TO DO —
Lines from the one containing "assert_eq!(loaded.min_confidence, 80);" through the last one in the data below: write them out word for word, and only them.

───── INPUT MATERIAL ─────

// =============================================================================
// Engine Configuration — tunable settings with atomic save
// =============================================================================
//
// Every tunable parameter of the signal engine lives here.  Persistence
// uses an atomic tmp + rename pattern to prevent corruption on crash.  All
// fields carry `#[serde(default)]` so that adding new fields never breaks
// loading an older config file.
// =============================================================================

use std::path::Path;

use anyhow::{Context, Result};
use serde::{Deserialize, Serialize};
use tracing::info;

use crate::types::PAIR_UNIVERSE;

// =============================================================================
// Default-value helpers (required by serde `default = "..."` attribute)
// =============================================================================

fn default_pairs() -> Vec<String> {
    PAIR_UNIVERSE.iter().map(|(p, _)| p.to_string()).collect()
}

fn default_timeframe() -> String {
    "5min".to_string()
}

fn default_max_rescans() -> u32 {
    5
}

fn default_min_confidence() -> u32 {
    70
}

fn default_rescan_delay_secs() -> u64 {
    1
}

fn default_scan_interval_secs() -> u64 {
    300
}

// =============================================================================
// EngineConfig
// =============================================================================

/// Tunable parameters for the signal engine.
#[derive(Debug, Clone, Serialize, Deserialize)]
pub struct EngineConfig {
    /// Pairs scanned by the batch loop.
    #[serde(default = "default_pairs")]
    pub pairs: Vec<String>,

    /// Base analysis timeframe (provider interval string).
    #[serde(default = "default_timeframe")]
    pub timeframe: String,

    /// Twelve Data API key. Empty means run on the synthetic generator.
    #[serde(default)]
    pub api_key: String,

    /// Maximum analysis attempts per pair before giving up.
    #[serde(default = "default_max_rescans")]
    pub max_rescans: u32,

    /// Confidence at or above which a pass is accepted immediately.
    #[serde(default = "default_min_confidence")]
    pub min_confidence: u32,

    /// Pacing delay between rejected rescan attempts, in seconds.
    #[serde(default = "default_rescan_delay_secs")]
    pub rescan_delay_secs: u64,

    /// Interval between full scans of the pair universe, in seconds.
    #[serde(default = "default_scan_interval_secs")]
    pub scan_interval_secs: u64,
}

impl Default for EngineConfig {
    fn default() -> Self {
        Self {
            pairs: default_pairs(),
            timeframe: default_timeframe(),
            api_key: String::new(),
            max_rescans: default_max_rescans(),
            min_confidence: default_min_confidence(),
            rescan_delay_secs: default_rescan_delay_secs(),
            scan_interval_secs: default_scan_interval_secs(),
        }
    }
}

impl EngineConfig {
    /// Load configuration from a JSON file at `path`.
    ///
    /// If the file does not exist, returns an error so the caller can fall
    /// back to defaults with a warning.
    pub fn load(path: impl AsRef<Path>) -> Result<Self> {
        let path = path.as_ref();

        let content = std::fs::read_to_string(path)
            .with_context(|| format!("failed to read engine config from {}", path.display()))?;

        let config: Self = serde_json::from_str(&content)
            .with_context(|| format!("failed to parse engine config from {}", path.display()))?;

        info!(
            path = %path.display(),
            pairs = config.pairs.len(),
            timeframe = %config.timeframe,
            "engine config loaded"
        );

        Ok(config)
    }

    /// Persist the current configuration to `path` using an atomic write
    /// (write to `.tmp`, then rename).
    pub fn save(&self, path: impl AsRef<Path>) -> Result<()> {
        let path = path.as_ref();

        let content =
            serde_json::to_string_pretty(self).context("failed to serialise engine config")?;

        let tmp_path = path.with_extension("json.tmp");

        std::fs::write(&tmp_path, &content)
            .with_context(|| format!("failed to write tmp config to {}", tmp_path.display()))?;

        std::fs::rename(&tmp_path, path)
            .with_context(|| format!("failed to rename tmp config to {}", path.display()))?;

        info!(path = %path.display(), "engine config saved (atomic)");
        Ok(())
    }
}

// =============================================================================
// Tests
// =============================================================================
#[cfg(test)]
mod tests {
    use super::*;

    #[test]
    fn default_config_has_expected_values() {
        let cfg = EngineConfig::default();
        assert_eq!(cfg.pairs.len(), 12);
        assert_eq!(cfg.pairs[0], "EURUSD");
        assert_eq!(cfg.timeframe, "5min");
        assert!(cfg.api_key.is_empty());
        assert_eq!(cfg.max_rescans, 5);
        assert_eq!(cfg.min_confidence, 70);
        assert_eq!(cfg.rescan_delay_secs, 1);
        assert_eq!(cfg.scan_interval_secs, 300);
    }

    #[test]
    fn deserialise_empty_json_uses_defaults() {
        let cfg: EngineConfig = serde_json::from_str("{}").unwrap();
        assert_eq!(cfg.max_rescans, 5);
        assert_eq!(cfg.min_confidence, 70);
        assert_eq!(cfg.pairs.len(), 12);
    }

    #[test]
    fn deserialise_partial_json_fills_defaults() {
        let json = r#"{ "timeframe": "1min", "pairs": ["EURUSD"] }"#;
        let cfg: EngineConfig = serde_json::from_str(json).unwrap();
        assert_eq!(cfg.timeframe, "1min");
        assert_eq!(cfg.pairs, vec!["EURUSD"]);
        assert_eq!(cfg.min_confidence, 70);
    }

    #[test]
    fn roundtrip_serialisation() {
        let cfg = EngineConfig::default();
        let json = serde_json::to_string(&cfg).unwrap();
        let cfg2: EngineConfig = serde_json::from_str(&json).unwrap();
        assert_eq!(cfg.pairs, cfg2.pairs);
        assert_eq!(cfg.max_rescans, cfg2.max_rescans);
        assert_eq!(cfg.timeframe, cfg2.timeframe);
    }

    #[test]
    fn save_and_load_roundtrip() {
        let dir = std::env::temp_dir().join("meridian-config-test");
        std::fs::create_dir_all(&dir).unwrap();
        let path = dir.join("config.json");

        let mut cfg = EngineConfig::default();
        cfg.min_confidence = 80;
        cfg.save(&path).unwrap();

        let loaded = EngineConfig::load(&path).unwrap();
        assert_eq!(loaded.min_confidence, 80);

        std::fs::remove_file(&path).ok();
    }
}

─────

TASK ANSWER —
        assert_eq!(loaded.min_confidence, 80);

        std::fs::remove_file(&path).ok();
    }
}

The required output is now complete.